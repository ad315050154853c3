//! State operation application.
//!
//! Presence is always decided by map membership, never by the stored
//! value. An absent patch value writes absence: the key is removed from
//! (or never enters) the map, which keeps change pairs exact even for
//! removals of keys that were never present.

use crate::patches;
use crate::types::{ChangePair, State, Value};

/// Insert `value` at `key`. The inverse removes the key again.
pub fn apply_add(state: &mut State, key: &str, value: Option<Value>) -> ChangePair {
    let pair = ChangePair {
        inverse: patches::remove(key),
        forward: patches::add(key, value.clone()),
    };
    write_entry(state, key, value);
    pair
}

/// Delete `key`, capturing the current value for the inverse patch.
///
/// Removing an absent key succeeds; the inverse `add` then carries no
/// value, and replaying it reproduces the same absence.
pub fn apply_remove(state: &mut State, key: &str) -> ChangePair {
    let previous = state.remove(key);
    ChangePair {
        inverse: patches::add(key, previous),
        forward: patches::remove(key),
    }
}

/// Overwrite `key`, capturing the current value for the inverse patch.
pub fn apply_replace(state: &mut State, key: &str, value: Option<Value>) -> ChangePair {
    let pair = ChangePair {
        inverse: patches::replace(key, state.get(key).cloned()),
        forward: patches::replace(key, value.clone()),
    };
    write_entry(state, key, value);
    pair
}

fn write_entry(state: &mut State, key: &str, value: Option<Value>) {
    match value {
        Some(value) => {
            state.insert(key.to_string(), value);
        }
        None => {
            state.remove(key);
        }
    }
}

• • •

### Exercise
What lines of the preceding data include the string "ChangePair"? Pull them out.

### Response for this exercise
use crate::types::{ChangePair, State, Value};
pub fn apply_add(state: &mut State, key: &str, value: Option<Value>) -> ChangePair {
    let pair = ChangePair {
pub fn apply_remove(state: &mut State, key: &str) -> ChangePair {
    ChangePair {
pub fn apply_replace(state: &mut State, key: &str, value: Option<Value>) -> ChangePair {
    let pair = ChangePair {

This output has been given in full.